Your heart fell - everything slowed. Taking a double check to the clock - it wasn't 5 am, it really was 5 pm.
Like taking a hit of methanphetamine, you bolted. You put your hair in a messy bun, threw on your Forever 21 dress that you got at H&M, and bolted out the door.
You cursed yourself, you didn't have a car, so you just began to do what you know best - run.
You ran, as fast as you can run, the faster you ever ran, you ran. One thing the DMV can't deny, you didn't need a learners permit to run.
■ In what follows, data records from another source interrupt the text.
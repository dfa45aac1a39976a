//! Client configuration from environment variables
//!
//! Controls the wallet provider endpoint and where the deployed contract's
//! address and ABI are read from.

use std::env;
use std::fs;
use std::path::{Path, PathBuf};
use std::time::Duration;

use alloy::primitives::Address;
use serde::Deserialize;

use crate::abi::{parse_address, ContractAbi};
use crate::error::VaultError;
use crate::Result;

pub const DEFAULT_ADDRESS_FILE: &str = "deploy/contract-address.json";
pub const DEFAULT_ABI_FILE: &str = "deploy/abi.json";

/// Locations of the deployment outputs
#[derive(Clone, Debug, PartialEq, Eq)]
pub struct ContractFiles {
    /// JSON file of the form `{"address": "0x..."}`
    pub address_path: PathBuf,
    /// ABI document (entry array or build artifact)
    pub abi_path: PathBuf,
}

#[derive(Debug, Deserialize)]
struct AddressFile {
    address: String,
}

impl ContractFiles {
    pub fn new(address_path: impl Into<PathBuf>, abi_path: impl Into<PathBuf>) -> Self {
        Self {
            address_path: address_path.into(),
            abi_path: abi_path.into(),
        }
    }

    /// Read `VAULT_ADDRESS_FILE` and `VAULT_ABI_FILE`, falling back to `deploy/`
    pub fn from_env() -> Self {
        let address_path =
            env::var("VAULT_ADDRESS_FILE").unwrap_or_else(|_| DEFAULT_ADDRESS_FILE.to_string());
        let abi_path = env::var("VAULT_ABI_FILE").unwrap_or_else(|_| DEFAULT_ABI_FILE.to_string());
        Self::new(address_path, abi_path)
    }

    /// Fail fast when either deployment output is missing
    pub fn preflight(&self) -> Result<()> {
        if !self.address_path.exists() {
            return Err(VaultError::Config(
                "Contract address file missing! Please deploy the contract first.".to_string(),
            ));
        }
        if !self.abi_path.exists() {
            return Err(VaultError::Config(
                "Contract ABI file missing! Please deploy the contract first.".to_string(),
            ));
        }
        Ok(())
    }

    /// Run the pre-flight check and load both files
    pub fn load(&self) -> Result<ContractConfig> {
        self.preflight()?;

        let address_json = read_file(&self.address_path)?;
        let address_file: AddressFile = serde_json::from_str(&address_json).map_err(|e| {
            VaultError::Config(format!(
                "Contract address file {} is malformed: {}",
                self.address_path.display(),
                e
            ))
        })?;

        let abi_json = read_file(&self.abi_path)?;
        let abi = ContractAbi::from_json(&abi_json)?;

        ContractConfig::new(&address_file.address, abi)
    }
}

fn read_file(path: &Path) -> Result<String> {
    fs::read_to_string(path)
        .map_err(|e| VaultError::Config(format!("Failed to read {}: {}", path.display(), e)))
}

/// Deployed vault contract: where it lives and how to call it
#[derive(Clone, Debug)]
pub struct ContractConfig {
    pub address: Address,
    pub abi: ContractAbi,
}

impl ContractConfig {
    pub fn new(address: &str, abi: ContractAbi) -> Result<Self> {
        Ok(Self {
            address: parse_address(address)?,
            abi,
        })
    }
}

#[derive(Clone, Debug)]
pub struct ClientConfig {
    /// Wallet JSON-RPC endpoint; `None` means no wallet provider is present
    pub rpc_url: Option<String>,
    pub contract_files: ContractFiles,
    /// Overrides the address file when set
    pub contract_address: Option<String>,
    /// Pause between receipt lookups while a transaction confirms
    pub confirmation_poll_interval: Duration,
    /// Per-request HTTP timeout for the wallet endpoint
    pub rpc_timeout: Duration,
}

impl ClientConfig {
    /// Load configuration from environment variables
    ///
    /// Environment variables:
    /// - `VAULT_RPC_URL`: wallet JSON-RPC endpoint (unset = no wallet)
    /// - `VAULT_ADDRESS_FILE` / `VAULT_ABI_FILE`: deployment outputs
    /// - `VAULT_CONTRACT_ADDRESS`: optional address override
    /// - `CONFIRMATION_POLL_MS`: receipt polling interval (default 1000)
    /// - `RPC_TIMEOUT_SECS`: HTTP request timeout (default 30)
    pub fn from_env() -> Self {
        let defaults = Self::default();

        let rpc_url = env::var("VAULT_RPC_URL").ok().filter(|url| !url.is_empty());
        match rpc_url {
            Some(ref url) => log::info!("🔗 Wallet RPC URL: {}", url),
            None => log::warn!("⚠️  VAULT_RPC_URL not set, no wallet provider available"),
        }

        let contract_address = env::var("VAULT_CONTRACT_ADDRESS")
            .ok()
            .filter(|addr| !addr.is_empty());
        if let Some(ref addr) = contract_address {
            log::info!("📄 Contract address override: {}", addr);
        }

        let confirmation_poll_interval = env::var("CONFIRMATION_POLL_MS")
            .ok()
            .and_then(|ms| ms.parse::<u64>().ok())
            .map(Duration::from_millis)
            .unwrap_or(defaults.confirmation_poll_interval);

        let rpc_timeout = env::var("RPC_TIMEOUT_SECS")
            .ok()
            .and_then(|secs| secs.parse::<u64>().ok())
            .map(Duration::from_secs)
            .unwrap_or(defaults.rpc_timeout);

        Self {
            rpc_url,
            contract_files: ContractFiles::from_env(),
            contract_address,
            confirmation_poll_interval,
            rpc_timeout,
        }
    }

    /// Load the contract files, applying the address override
    pub fn load_contract(&self) -> Result<ContractConfig> {
        let config = self.contract_files.load()?;
        match self.contract_address {
            Some(ref address) => ContractConfig::new(address, config.abi),
            None => Ok(config),
        }
    }
}

impl Default for ClientConfig {
    fn default() -> Self {
        Self {
            rpc_url: None,
            contract_files: ContractFiles::new(DEFAULT_ADDRESS_FILE, DEFAULT_ABI_FILE),
            contract_address: None,
            confirmation_poll_interval: Duration::from_millis(1000),
            rpc_timeout: Duration::from_secs(30),
        }
    }
}
//! Domain models exchanged with the songs API and passed throughout the TUI.
//! Field names on the wire follow the API (`nombre`, `artista`, ...) while the
//! Rust side uses plain English names.

use std::fmt;

use serde::{Deserialize, Serialize};

#[derive(Debug, Clone, PartialEq, Eq, Deserialize)]
/// A song as stored by the remote API.
pub struct Song {
    /// Server-assigned identifier. Edit and delete flows send it back in the
    /// item path.
    pub id: i64,
    #[serde(rename = "nombre")]
    pub name: String,
    #[serde(rename = "artista")]
    pub artist: String,
    #[serde(default)]
    pub album: Option<String>,
    /// Link to a playable copy of the song.
    pub url: String,
    #[serde(rename = "genero", default)]
    pub genre: Option<String>,
    #[serde(rename = "anio", default)]
    pub year: Option<i32>,
}

impl Song {
    /// Album text when present and not blank.
    pub fn album_text(&self) -> Option<&str> {
        non_blank(self.album.as_deref())
    }

    /// Genre text when present and not blank.
    pub fn genre_text(&self) -> Option<&str> {
        non_blank(self.genre.as_deref())
    }

    /// Compose a `Name - Artist` string for dialogs and status messages.
    pub fn display_title(&self) -> String {
        if self.artist.trim().is_empty() {
            self.name.clone()
        } else {
            format!("{} - {}", self.name, self.artist)
        }
    }
}

impl fmt::Display for Song {
    fn fmt(&self, f: &mut fmt::Formatter<'_>) -> fmt::Result {
        write!(f, "{}", self.display_title())
    }
}

/// Body of create and update requests: a song minus its id.
///
/// `anio` is always serialized, as `null` when the year was left blank.
#[derive(Debug, Clone, PartialEq, Eq, Serialize)]
pub struct SongPayload {
    #[serde(rename = "nombre")]
    pub name: String,
    #[serde(rename = "artista")]
    pub artist: String,
    pub album: Option<String>,
    pub url: String,
    #[serde(rename = "genero")]
    pub genre: Option<String>,
    #[serde(rename = "anio")]
    pub year: Option<i32>,
}

/// Result of the API's `/health` probe.
#[derive(Debug, Clone, PartialEq, Eq, Deserialize)]
pub struct HealthReport {
    pub status: String,
    #[serde(default)]
    pub database: Option<String>,
    #[serde(default)]
    pub error: Option<String>,
}

impl HealthReport {
    pub fn is_healthy(&self) -> bool {
        self.status.eq_ignore_ascii_case("healthy")
    }
}

fn non_blank(value: Option<&str>) -> Option<&str> {
    value.filter(|text| !text.trim().is_empty())
}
Passing through the crowded streets, running in front of oncoming traffic - you just ran. The sun beamed down harshly,
"Man fuck LA" you thought.
And then you saw it - the Chinese Theater - you pushed through and through the crowd, you went under the VIP belt looking desperately for your boss. All the commotion and body heat made you feel claustrophobic. You felt everything close in, your breathe tighten. Where was your boss? Where are your co-workers? And most importantly - where are my shoes?
You look down at your patas, and that would've been enough to take you out. The were dirty from all the running when you were running. Two words came in mind.
Dirty. Dogs.
"Those dogs....theyre.... dirty," you whip around and your eyes needed a moment to adjust - but you couldn't believe it. You've seen him everywhere, all the time, you just couldn't believe it was him. You breathe shortened even more, no, it can't be! You hear his raspy, southern voice all the time, but now, you realize, he's right in front of you. His silver fox hair stood up so straight like he got electrocuted, as if it were for some stunt he was so familiar with. His big glasses sat at the top of his nose.
It's your boss.
He grabs you by your messy bun and yells in your face, in a voice resembling Chucky.
"NO. MESSY. BUNS!"
He picks you up and begins swinging you like a helicopter - round and round. And just like Hasan, he whispers
"let it rip"
and swings you against the wall. The air lets out, and you're dizzy. He threw you ways away. You open your eyes, but instead of soggy McDonalds French fries on the parking lot floor beside you... it's a lot softer.
Its a red carpet.
THE red carpet.
It's silent. Your bones hurt. That Chiro. You needed him.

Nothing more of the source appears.